Provided information:
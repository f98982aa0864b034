//! Table model: headers, flat row-major data and the derived layout state.
//!
//! The number of headers fixes the number of columns. Data is a single flat
//! list of cells; row `r` is `data[r * N .. r * N + N]`. A trailing partial
//! row is kept in storage but neither measured nor rendered until it fills up.

pub mod align;
pub mod columns;
pub mod filter;
pub mod render;
pub mod style;
pub mod widths;

pub use align::Alignment;
pub use columns::ColumnMap;
pub use filter::{ColumnFilter, TableView};
pub use style::Style;

use crate::errors::{AppError, AppResult};
use crate::export;
use crate::ui::messages::warning;
use std::fmt;
use std::io::{self, Write};
use std::ops::Index;
use std::path::Path;

/// Outcome of a render call.
#[derive(Debug, Clone, Copy, PartialEq, Eq)]
pub enum Rendered {
    /// Number of lines written.
    Lines(usize),
    /// Nothing to draw (no columns, or every column hidden). A warning was emitted.
    Skipped,
}

#[derive(Debug, Clone, Default)]
pub struct Table {
    headers: Vec<String>,
    data: Vec<String>,
    column_max: Vec<usize>,
    /// Complete rows already folded into `column_max`.
    measured_rows: usize,
    alignment: Vec<Alignment>,
    style: Style,
}

impl Table {
    /// Build a table; `None` style means [`Style::default`].
    pub fn new<H, D>(headers: H, data: D, style: Option<Style>) -> Self
    where
        H: IntoIterator,
        H::Item: ToString,
        D: IntoIterator,
        D::Item: ToString,
    {
        let mut table = Self {
            data: stringify(data),
            style: style.unwrap_or_default(),
            ..Self::default()
        };
        table.set_headers(headers);
        table
    }

    /// Build a table from a column mapping; see [`Table::load_columns`].
    pub fn from_columns(columns: &ColumnMap, style: Option<Style>) -> Self {
        let (headers, data) = columns::flatten(columns);
        Self::new(headers, data, style)
    }

    /// Build a table from a column file (`.json`, `.yaml`/`.yml`, `.csv`).
    pub fn from_file(path: &Path, style: Option<Style>) -> AppResult<Self> {
        let columns = export::load_columns(path)?;
        Ok(Self::from_columns(&columns, style))
    }

    // ---------------------------
    // Headers and data
    // ---------------------------

    pub fn headers(&self) -> &[String] {
        &self.headers
    }

    /// Replace the headers. Widths are recomputed from scratch and the
    /// alignment is fitted to the new column count.
    pub fn set_headers<H>(&mut self, headers: H)
    where
        H: IntoIterator,
        H::Item: ToString,
    {
        self.headers = stringify(headers);
        let columns = self.headers.len();

        if self.alignment.is_empty() {
            self.alignment = Alignment::defaults(columns);
        } else {
            Alignment::resize(&mut self.alignment, columns);
        }

        self.recompute_widths();
    }

    pub fn data(&self) -> &[String] {
        &self.data
    }

    /// Replace the cells, keeping the current column count.
    pub fn set_data<D>(&mut self, data: D)
    where
        D: IntoIterator,
        D::Item: ToString,
    {
        self.data = stringify(data);
        self.recompute_widths();
    }

    /// Append cells (any count) to the flat data.
    /// Only rows completed by the new cells are measured.
    pub fn add_data<D>(&mut self, data: D)
    where
        D: IntoIterator,
        D::Item: ToString,
    {
        self.data.extend(data.into_iter().map(|v| v.to_string()));
        self.measured_rows = widths::fold_rows(&mut self.column_max, &self.data, self.measured_rows);
    }

    /// Replace headers and data with the content of `columns`.
    pub fn load_columns(&mut self, columns: &ColumnMap) {
        let (headers, data) = columns::flatten(columns);
        self.data = data;
        self.set_headers(headers);
    }

    /// Replace headers and data with the content of a column file.
    /// The table is left untouched when reading or parsing fails.
    pub fn load_file(&mut self, path: &Path) -> AppResult<()> {
        let columns = export::load_columns(path)?;
        self.load_columns(&columns);
        Ok(())
    }

    /// Column-oriented copy of the complete rows, keyed by header.
    pub fn to_columns(&self) -> ColumnMap {
        columns::unflatten(&self.headers, &self.data)
    }

    pub fn num_columns(&self) -> usize {
        self.headers.len()
    }

    /// Complete rows only.
    pub fn num_rows(&self) -> usize {
        widths::complete_rows(self.data.len(), self.num_columns())
    }

    pub fn row(&self, index: usize) -> Option<&[String]> {
        if index >= self.num_rows() {
            return None;
        }
        let n = self.num_columns();
        Some(&self.data[index * n..index * n + n])
    }

    pub fn cell(&self, row: usize, col: usize) -> Option<&str> {
        self.row(row)?.get(col).map(String::as_str)
    }

    // ---------------------------
    // Layout state
    // ---------------------------

    pub fn column_widths(&self) -> &[usize] {
        &self.column_max
    }

    fn recompute_widths(&mut self) {
        self.column_max = widths::column_widths(&self.headers, &self.data);
        self.measured_rows = self.num_rows();
    }

    pub fn alignment(&self) -> Vec<Alignment> {
        self.alignment.clone()
    }

    /// Replace every marker; the list is fitted to the column count.
    pub fn set_alignments<I>(&mut self, markers: I)
    where
        I: IntoIterator<Item = Alignment>,
    {
        let mut markers: Vec<Alignment> = markers.into_iter().collect();
        Alignment::resize(&mut markers, self.num_columns());
        self.alignment = markers;
    }

    /// Replace every marker from text (`left`, `r`, `center`, ...).
    /// A list with any unknown marker is rejected whole and nothing changes.
    pub fn parse_alignments<S: AsRef<str>>(&mut self, markers: &[S]) -> AppResult<()> {
        let parsed = markers
            .iter()
            .map(|m| m.as_ref().parse::<Alignment>())
            .collect::<AppResult<Vec<_>>>()?;
        self.set_alignments(parsed);
        Ok(())
    }

    /// Set the marker of one column.
    pub fn set_alignment(&mut self, index: usize, marker: impl AsRef<str>) -> AppResult<()> {
        let columns = self.num_columns();
        if index >= columns {
            return Err(AppError::ColumnOutOfRange { index, columns });
        }

        self.alignment[index] = marker.as_ref().parse()?;
        Ok(())
    }

    pub fn style(&self) -> &Style {
        &self.style
    }

    pub fn style_mut(&mut self) -> &mut Style {
        &mut self.style
    }

    pub fn set_style(&mut self, style: Style) {
        self.style = style;
    }

    // ---------------------------
    // Rendering
    // ---------------------------

    /// Filtered copy of the table; the table itself is not modified.
    pub fn view(&self, filter: &ColumnFilter) -> TableView {
        TableView::build(
            &self.headers,
            &self.column_max,
            &self.alignment,
            &self.data,
            filter,
        )
    }

    /// Render to any sink.
    pub fn render_to<W: Write>(&self, out: &mut W, filter: &ColumnFilter) -> AppResult<Rendered> {
        if self.num_columns() == 0 {
            warning("Table has no columns: set the headers before printing it");
            return Ok(Rendered::Skipped);
        }

        let view = self.view(filter);
        if view.num_columns() == 0 {
            warning("Every column is hidden: nothing to print");
            return Ok(Rendered::Skipped);
        }

        let lines = render::layout(&view, &self.style);
        for line in &lines {
            writeln!(out, "{line}")?;
        }
        Ok(Rendered::Lines(lines.len()))
    }

    /// Render to stdout.
    pub fn render(&self, filter: &ColumnFilter) -> AppResult<Rendered> {
        let stdout = io::stdout();
        let mut lock = stdout.lock();
        self.render_to(&mut lock, filter)
    }

    /// Rendered text, identical to what [`Table::render`] prints.
    /// Empty when there is nothing to draw.
    pub fn to_text(&self, filter: &ColumnFilter) -> String {
        let mut buf = Vec::new();
        match self.render_to(&mut buf, filter) {
            Ok(_) => String::from_utf8_lossy(&buf).into_owned(),
            Err(_) => String::new(),
        }
    }
}

impl Index<usize> for Table {
    type Output = [String];

    /// Row access; panics past the last complete row.
    fn index(&self, index: usize) -> &Self::Output {
        match self.row(index) {
            Some(row) => row,
            None => panic!(
                "row index {index} out of range (table has {} rows)",
                self.num_rows()
            ),
        }
    }
}

impl fmt::Display for Table {
    fn fmt(&self, f: &mut fmt::Formatter<'_>) -> fmt::Result {
        f.write_str(&self.to_text(&ColumnFilter::default()))
    }
}

fn stringify<I>(values: I) -> Vec<String>
where
    I: IntoIterator,
    I::Item: ToString,
{
    values.into_iter().map(|v| v.to_string()).collect()
}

What you should do: Return only the lines above that run from the opening line through the line containing "from a column file", exactly as written.

Output:
repository f98982aa0864b034
//! Table model: headers, flat row-major data and the derived layout state.
//!
//! The number of headers fixes the number of columns. Data is a single flat
//! list of cells; row `r` is `data[r * N .. r * N + N]`. A trailing partial
//! row is kept in storage but neither measured nor rendered until it fills up.

pub mod align;
pub mod columns;
pub mod filter;
pub mod render;
pub mod style;
pub mod widths;

pub use align::Alignment;
pub use columns::ColumnMap;
pub use filter::{ColumnFilter, TableView};
pub use style::Style;

use crate::errors::{AppError, AppResult};
use crate::export;
use crate::ui::messages::warning;
use std::fmt;
use std::io::{self, Write};
use std::ops::Index;
use std::path::Path;

/// Outcome of a render call.
#[derive(Debug, Clone, Copy, PartialEq, Eq)]
pub enum Rendered {
    /// Number of lines written.
    Lines(usize),
    /// Nothing to draw (no columns, or every column hidden). A warning was emitted.
    Skipped,
}

#[derive(Debug, Clone, Default)]
pub struct Table {
    headers: Vec<String>,
    data: Vec<String>,
    column_max: Vec<usize>,
    /// Complete rows already folded into `column_max`.
    measured_rows: usize,
    alignment: Vec<Alignment>,
    style: Style,
}

impl Table {
    /// Build a table; `None` style means [`Style::default`].
    pub fn new<H, D>(headers: H, data: D, style: Option<Style>) -> Self
    where
        H: IntoIterator,
        H::Item: ToString,
        D: IntoIterator,
        D::Item: ToString,
    {
        let mut table = Self {
            data: stringify(data),
            style: style.unwrap_or_default(),
            ..Self::default()
        };
        table.set_headers(headers);
        table
    }

    /// Build a table from a column mapping; see [`Table::load_columns`].
    pub fn from_columns(columns: &ColumnMap, style: Option<Style>) -> Self {
        let (headers, data) = columns::flatten(columns);
        Self::new(headers, data, style)
    }

    /// Build a table from a column file (`.json`, `.yaml`/`.yml`, `.csv`).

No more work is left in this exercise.